The [Coordinator](Coordinator.html) node is responsible for assigning new segments to historical nodes. Assignment is done by creating an ephemeral Zookeeper entry under a load queue path associated with a historical node. For more information on how the coordinator assigns segments to historical nodes, please see [Coordinator](Coordinator.html).
When a historical node notices a new load queue entry in its load queue path, it will first check a local disk directory (cache) for the information about segment. If no information about the segment exists in the cache, the historical node will download metadata about the new segment to serve from Zookeeper. This metadata includes specifications about where the segment is located in deep storage and about how to decompress and process the segment. For more information about segment metadata and Druid segments in general, please see [Segments](Segments.html). Once a historical node completes processing a segment, the segment is announced in Zookeeper under a served segments path associated with the node. At this point, the segment is available for querying.
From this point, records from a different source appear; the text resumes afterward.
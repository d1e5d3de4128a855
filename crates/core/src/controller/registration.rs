//! Lifecycle adapter: sequences install, activate and claim, and routes
//! fetches from client pages to whichever version controls them.

use std::collections::BTreeMap;
use std::sync::Arc;
use std::sync::atomic::{AtomicU64, Ordering};

use serde::Serialize;
use tokio::sync::{Mutex, RwLock};

use super::{ActivateOutcome, CacheController, FetchOutcome, InstallOutcome, ResponseSource};
use crate::Error;
use crate::controller::classify::Strategy;
use crate::http::Request;
use crate::network::Network;

pub type ClientId = u64;

/// An open client page.
#[derive(Debug, Clone, PartialEq, Eq, Serialize, schemars::JsonSchema)]
pub struct ClientInfo {
    pub id: ClientId,
    /// Version controlling this page, if any.
    pub controller: Option<String>,
}

/// Result of registering a new controller version.
#[derive(Debug, Clone, Serialize, schemars::JsonSchema)]
pub struct RegisterOutcome {
    pub version: String,
    pub install: InstallOutcome,
    pub activate: ActivateOutcome,
    /// Version that was active before, now superseded.
    pub superseded: Option<String>,
    /// Number of client pages now controlled by this version.
    pub claimed: usize,
}

/// Holds the active controller and the client pages it may control.
pub struct Registration {
    network: Arc<dyn Network>,
    active: RwLock<Option<Arc<CacheController>>>,
    clients: RwLock<BTreeMap<ClientId, Option<String>>>,
    next_client: AtomicU64,
    /// One registration at a time, so takeovers happen in call order.
    registering: Mutex<()>,
}

impl Registration {
    /// `network` serves pages no controller has claimed.
    pub fn new(network: Arc<dyn Network>) -> Self {
        Self {
            network,
            active: RwLock::new(None),
            clients: RwLock::new(BTreeMap::new()),
            next_client: AtomicU64::new(1),
            registering: Mutex::new(()),
        }
    }

    pub async fn active(&self) -> Option<Arc<CacheController>> {
        self.active.read().await.clone()
    }

    /// Install `controller` and, once its shell is stored, hand it control.
    ///
    /// If install fails the previously active version keeps serving and the
    /// install error is returned. Overlapping calls queue up and take over in
    /// the order they were made.
    pub async fn register(&self, controller: Arc<CacheController>) -> Result<RegisterOutcome, Error> {
        let _registering = self.registering.lock().await;
        let install = controller.install().await?;

        // Fetches wait on this lock while the takeover runs.
        let mut active = self.active.write().await;
        let superseded = match active.take() {
            Some(previous) => {
                previous.supersede().await;
                Some(previous.version().to_string())
            }
            None => None,
        };
        let activate = controller.activate().await;
        *active = Some(Arc::clone(&controller));
        drop(active);

        let claimed = if activate.claim_clients { self.claim(controller.version()).await } else { 0 };

        tracing::info!(
            version = %controller.version(),
            superseded = ?superseded,
            claimed,
            "controller took over"
        );

        Ok(RegisterOutcome { version: controller.version().to_string(), install, activate, superseded, claimed })
    }

    async fn claim(&self, version: &str) -> usize {
        let mut clients = self.clients.write().await;
        for controller in clients.values_mut() {
            *controller = Some(version.to_string());
        }
        clients.len()
    }

    /// Open a client page. It is controlled by the active version, if any.
    pub async fn connect_client(&self) -> ClientId {
        let id = self.next_client.fetch_add(1, Ordering::Relaxed);
        let controller = self.active().await.map(|c| c.version().to_string());
        self.clients.write().await.insert(id, controller);
        id
    }

    /// Close a client page. Returns false if it was not open.
    pub async fn disconnect_client(&self, id: ClientId) -> bool {
        self.clients.write().await.remove(&id).is_some()
    }

    pub async fn clients(&self) -> Vec<ClientInfo> {
        self.clients
            .read()
            .await
            .iter()
            .map(|(id, controller)| ClientInfo { id: *id, controller: controller.clone() })
            .collect()
    }

    /// Issue a request on behalf of a client page.
    ///
    /// Goes through the active controller only if it controls that page;
    /// otherwise straight to the network.
    pub async fn fetch(&self, client: ClientId, request: Request) -> Result<FetchOutcome, Error> {
        let controlled_by = self
            .clients
            .read()
            .await
            .get(&client)
            .cloned()
            .ok_or_else(|| Error::InvalidInput(format!("client {client} is not open")))?;

        let active = self.active().await;
        match (controlled_by, active) {
            (Some(version), Some(controller)) if controller.version() == version => controller.fetch(request).await,
            _ => {
                tracing::debug!("client {} is uncontrolled, passing {} through", client, request.url);
                let response = self.network.fetch(&request).await?;
                Ok(FetchOutcome { response, source: ResponseSource::Network, strategy: Strategy::NetworkOnly, revalidation: None })
            }
        }
    }
}
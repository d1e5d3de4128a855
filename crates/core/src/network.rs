//! The network seam.
//!
//! A rejected fetch (offline, DNS failure, timeout, abort) is an `Err`. Any
//! response that arrived, whatever its status, is an `Ok`.

use async_trait::async_trait;

use crate::Error;
use crate::http::{Request, Response};

#[async_trait]
pub trait Network: Send + Sync {
    async fn fetch(&self, request: &Request) -> Result<Response, Error>;
}
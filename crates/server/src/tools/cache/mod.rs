//! Cache-related MCP tools.
//!
//! This module provides tools for inspecting and pruning cache partitions,
//! the way `caches.keys()`, `caches.match()` and `caches.delete()` would.

pub mod delete;
pub mod keys;
pub mod lookup;

pub use delete::{CacheDeleteParams, delete_impl};
pub use keys::{CacheKeysParams, keys_impl};
pub use lookup::{CacheMatchParams, match_impl};
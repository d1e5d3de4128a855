//! The cache controller.
//!
//! One controller instance is one deployed version of the offline layer. It
//! owns no state besides its lifecycle phase; everything persistent lives in
//! the injected [`CacheStorage`]. The host drives it through three handlers:
//!
//! - [`CacheController::install`]: populate the static shell, all or nothing
//! - [`CacheController::activate`]: drop partitions of older versions
//! - [`CacheController::fetch`]: serve one intercepted request
//!
//! [`Registration`] is the thin adapter that sequences these the way a browser
//! sequences service worker events.

pub mod activate;
pub mod classify;
pub mod fetch;
pub mod install;
pub mod names;
pub mod registration;

#[cfg(test)]
pub(crate) mod testing;

use std::sync::Arc;

use serde::{Deserialize, Serialize};
use tokio::sync::RwLock;
use url::Url;

use crate::Error;
use crate::cache::CacheStorage;
use crate::config::{AppConfig, ConfigError};
use crate::network::Network;

pub use activate::ActivateOutcome;
pub use classify::{Strategy, classify};
pub use fetch::{FetchOutcome, ResponseSource, Revalidation};
pub use install::InstallOutcome;
pub use names::PartitionNames;
pub use registration::{ClientId, ClientInfo, RegisterOutcome, Registration};

/// Lifecycle phase of one controller version.
#[derive(Debug, Clone, Copy, PartialEq, Eq, Serialize, Deserialize, schemars::JsonSchema)]
#[serde(rename_all = "snake_case")]
pub enum Phase {
    /// Created, install not started.
    Parsed,
    Installing,
    /// Shell stored; ready to take over.
    Installed,
    Active,
    /// Replaced by a newer version.
    Superseded,
    /// Install failed; this version never serves anything.
    Redundant,
}

/// What a controller version needs to know about its deployment.
#[derive(Debug, Clone)]
pub struct ControllerConfig {
    pub version: String,
    pub origin: Url,
    pub names: PartitionNames,
    /// App-shell paths, resolved against `origin` at install time.
    pub static_assets: Vec<String>,
    pub preserve_legacy_cache: bool,
}

impl ControllerConfig {
    /// # Errors
    ///
    /// Returns `ConfigError::Invalid` if the origin does not parse.
    pub fn from_app(config: &AppConfig) -> Result<Self, ConfigError> {
        Ok(Self {
            version: config.cache_version.clone(),
            origin: config.origin_url()?,
            names: PartitionNames::from_config(config),
            static_assets: config.static_assets.clone(),
            preserve_legacy_cache: config.preserve_legacy_cache,
        })
    }
}

pub struct CacheController {
    config: ControllerConfig,
    storage: Arc<dyn CacheStorage>,
    network: Arc<dyn Network>,
    phase: RwLock<Phase>,
}

impl CacheController {
    pub fn new(config: ControllerConfig, storage: Arc<dyn CacheStorage>, network: Arc<dyn Network>) -> Self {
        Self { config, storage, network, phase: RwLock::new(Phase::Parsed) }
    }

    pub fn version(&self) -> &str {
        &self.config.version
    }

    pub fn names(&self) -> &PartitionNames {
        &self.config.names
    }

    pub fn config(&self) -> &ControllerConfig {
        &self.config
    }

    pub async fn phase(&self) -> Phase {
        *self.phase.read().await
    }

    pub(crate) async fn set_phase(&self, phase: Phase) {
        let mut current = self.phase.write().await;
        tracing::debug!(version = %self.config.version, from = ?*current, to = ?phase, "controller phase change");
        *current = phase;
    }

    /// Mark this version as replaced by a newer one.
    pub async fn supersede(&self) {
        self.set_phase(Phase::Superseded).await;
    }

    /// Open one of this version's partitions for a steady-state write.
    ///
    /// Returns false without touching storage once the version is superseded
    /// or redundant. The phase lock is held across the open, so a takeover
    /// either sees the partition and deletes it or this call sees the takeover.
    pub(crate) async fn open_partition(&self, name: &str) -> Result<bool, Error> {
        let phase = self.phase.read().await;
        if matches!(*phase, Phase::Superseded | Phase::Redundant) {
            return Ok(false);
        }
        self.storage.open(name).await?;
        Ok(true)
    }

    /// The root document, used as the offline navigation fallback.
    pub fn root_url(&self) -> Url {
        let mut root = self.config.origin.clone();
        root.set_path("/");
        root.set_query(None);
        root.set_fragment(None);
        root
    }
}

impl std::fmt::Debug for CacheController {
    fn fmt(&self, f: &mut std::fmt::Formatter<'_>) -> std::fmt::Result {
        f.debug_struct("CacheController")
            .field("version", &self.config.version)
            .field("names", &self.config.names)
            .finish_non_exhaustive()
    }
}
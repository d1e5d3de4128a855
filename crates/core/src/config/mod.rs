//! Application configuration with layered loading.
//!
//! This module provides configuration management using figment for layered
//! configuration loading from multiple sources:
//!
//! 1. Environment variables (LEGALLYUP_SW_*)
//! 2. TOML config file (if LEGALLYUP_SW_CONFIG_FILE set)
//! 3. Built-in defaults

use std::path::PathBuf;
use std::time::Duration;

use figment::{
    Figment,
    providers::{Env, Format, Serialized, Toml},
};
use serde::{Deserialize, Serialize};

mod validation;

pub use validation::ConfigError;

/// Application configuration with layered loading.
///
/// Loading precedence (highest wins):
/// 1. Environment variables (LEGALLYUP_SW_*)
/// 2. TOML config file (if LEGALLYUP_SW_CONFIG_FILE set)
/// 3. Built-in defaults
#[derive(Debug, Clone, Serialize, Deserialize)]
pub struct AppConfig {
    /// Path to the SQLite partition store.
    ///
    /// Set via LEGALLYUP_SW_DB_PATH environment variable.
    #[serde(default = "default_db_path")]
    pub db_path: PathBuf,

    /// Keep partitions in memory instead of SQLite.
    ///
    /// Set via LEGALLYUP_SW_IN_MEMORY environment variable.
    #[serde(default)]
    pub in_memory: bool,

    /// Origin the app shell is served from. Manifest paths resolve against it.
    ///
    /// Set via LEGALLYUP_SW_ORIGIN environment variable.
    #[serde(default = "default_origin")]
    pub origin: String,

    /// Prefix shared by all partition names.
    ///
    /// Set via LEGALLYUP_SW_CACHE_PREFIX environment variable.
    #[serde(default = "default_cache_prefix")]
    pub cache_prefix: String,

    /// Version suffix of all partition names. Bump on any manifest or policy change.
    ///
    /// Set via LEGALLYUP_SW_CACHE_VERSION environment variable.
    #[serde(default = "default_cache_version")]
    pub cache_version: String,

    /// App-shell paths stored on install, in order.
    ///
    /// Set via LEGALLYUP_SW_STATIC_ASSETS environment variable.
    #[serde(default = "default_static_assets")]
    pub static_assets: Vec<String>,

    /// Keep the generic `{prefix}-{version}` partition during activation cleanup.
    ///
    /// Set via LEGALLYUP_SW_PRESERVE_LEGACY_CACHE environment variable.
    #[serde(default = "default_true")]
    pub preserve_legacy_cache: bool,

    /// User-Agent string for network requests.
    ///
    /// Set via LEGALLYUP_SW_USER_AGENT environment variable.
    #[serde(default = "default_user_agent")]
    pub user_agent: String,

    /// Maximum response body size in bytes.
    ///
    /// Set via LEGALLYUP_SW_MAX_BYTES environment variable.
    #[serde(default = "default_max_bytes")]
    pub max_bytes: usize,

    /// Network request timeout in milliseconds.
    ///
    /// Set via LEGALLYUP_SW_TIMEOUT_MS environment variable.
    #[serde(default = "default_timeout_ms")]
    pub timeout_ms: u64,
}

fn default_db_path() -> PathBuf {
    PathBuf::from("./legallyup-sw-cache.sqlite")
}

fn default_origin() -> String {
    "http://localhost:5173".into()
}

fn default_cache_prefix() -> String {
    "legallyup".into()
}

fn default_cache_version() -> String {
    "v1".into()
}

fn default_static_assets() -> Vec<String> {
    vec!["/".into(), "/favicon.ico".into(), "/vite.svg".into()]
}

fn default_user_agent() -> String {
    "legallyup-sw/0.1".into()
}

fn default_max_bytes() -> usize {
    5_242_880 // 5MB
}

fn default_timeout_ms() -> u64 {
    20_000
}

fn default_true() -> bool {
    true
}

impl Default for AppConfig {
    fn default() -> Self {
        Self {
            db_path: default_db_path(),
            in_memory: false,
            origin: default_origin(),
            cache_prefix: default_cache_prefix(),
            cache_version: default_cache_version(),
            static_assets: default_static_assets(),
            preserve_legacy_cache: true,
            user_agent: default_user_agent(),
            max_bytes: default_max_bytes(),
            timeout_ms: default_timeout_ms(),
        }
    }
}

impl AppConfig {
    /// Timeout as Duration for use with reqwest/tokio.
    pub fn timeout(&self) -> Duration {
        Duration::from_millis(self.timeout_ms)
    }

    /// Load configuration from all sources with layered precedence.
    ///
    /// Priority (highest wins):
    /// 1. Environment variables prefixed with `LEGALLYUP_SW_`
    /// 2. TOML file from `LEGALLYUP_SW_CONFIG_FILE` (if set)
    /// 3. Built-in defaults via `Default::default()`
    ///
    /// # Errors
    ///
    /// Returns `ConfigError` if:
    /// - Configuration file cannot be read
    /// - Environment variables cannot be parsed
    /// - Validation fails after loading
    pub fn load() -> Result<Self, ConfigError> {
        let mut figment = Figment::from(Serialized::defaults(Self::default()));

        if let Ok(config_path) = std::env::var("LEGALLYUP_SW_CONFIG_FILE") {
            figment = figment.merge(Toml::file(&config_path));
        }

        figment = figment.merge(
            Env::prefixed("LEGALLYUP_SW_")
                .ignore(&["CONFIG_FILE"])
                .map(|key| key.as_str().to_lowercase().into())
                .split("__"),
        );

        let config: Self = figment.extract().map_err(|e| ConfigError::LoadFailed(e.to_string()))?;

        config.validate()?;

        Ok(config)
    }

    /// Parsed origin URL.
    ///
    /// # Errors
    ///
    /// Returns `ConfigError::Invalid` if the origin is not an http(s) URL.
    pub fn origin_url(&self) -> Result<url::Url, ConfigError> {
        let url = url::Url::parse(&self.origin)
            .map_err(|e| ConfigError::Invalid { field: "origin".into(), reason: e.to_string() })?;
        match url.scheme() {
            "http" | "https" => Ok(url),
            scheme => Err(ConfigError::Invalid { field: "origin".into(), reason: format!("unsupported scheme: {scheme}") }),
        }
    }
}

#[cfg(test)]
mod tests {
    use super::*;

    #[test]
    fn test_default_config() {
        let config = AppConfig::default();
        assert_eq!(config.db_path, PathBuf::from("./legallyup-sw-cache.sqlite"));
        assert_eq!(config.user_agent, "legallyup-sw/0.1");
        assert_eq!(config.cache_prefix, "legallyup");
        assert_eq!(config.cache_version, "v1");
        assert_eq!(config.static_assets, vec!["/", "/favicon.ico", "/vite.svg"]);
        assert_eq!(config.max_bytes, 5_242_880);
        assert_eq!(config.timeout_ms, 20_000);
        assert!(config.preserve_legacy_cache);
        assert!(!config.in_memory);
    }

    #[test]
    fn test_timeout_duration() {
        let config = AppConfig::default();
        assert_eq!(config.timeout(), Duration::from_millis(20_000));
    }

    #[test]
    fn test_origin_url() {
        let config = AppConfig::default();
        assert_eq!(config.origin_url().unwrap().as_str(), "http://localhost:5173/");

        let config = AppConfig { origin: "ftp://legallyup.test".into(), ..Default::default() };
        assert!(matches!(config.origin_url(), Err(ConfigError::Invalid { .. })));
    }

    #[test]
    fn test_figment_layering() {
        figment::Jail::expect_with(|jail| {
            jail.create_file("sw.toml", "cache_version = \"v2\"\nstatic_assets = [\"/\", \"/app.js\"]")?;
            jail.set_env("LEGALLYUP_SW_CONFIG_FILE", "sw.toml");
            jail.set_env("LEGALLYUP_SW_CACHE_PREFIX", "lu");

            let config = AppConfig::load().map_err(|e| e.to_string())?;
            assert_eq!(config.cache_version, "v2");
            assert_eq!(config.cache_prefix, "lu");
            assert_eq!(config.static_assets, vec!["/", "/app.js"]);
            Ok(())
        });
    }
}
Loading and Serving Segments From Cache
---------------------------------------
Recall that when a historical node notices a new segment entry in its load queue path, the historical node first checks a configurable cache directory on its local disk to see if the segment had been previously downloaded. If a local cache entry already exists, the historical node will directly read the segment binary files from disk and load the segment.
The segment cache is also leveraged when a historical node is first started. On startup, a historical node will search through its cache directory and immediately load and serve all segments that are found. This feature allows historical nodes to be queried as soon they come online.
Querying Segments
-----------------
Please see [Querying](Querying.html) for more information on querying historical nodes.
For every query that a historical node services, it will log the query and report metrics on the time taken to run the query.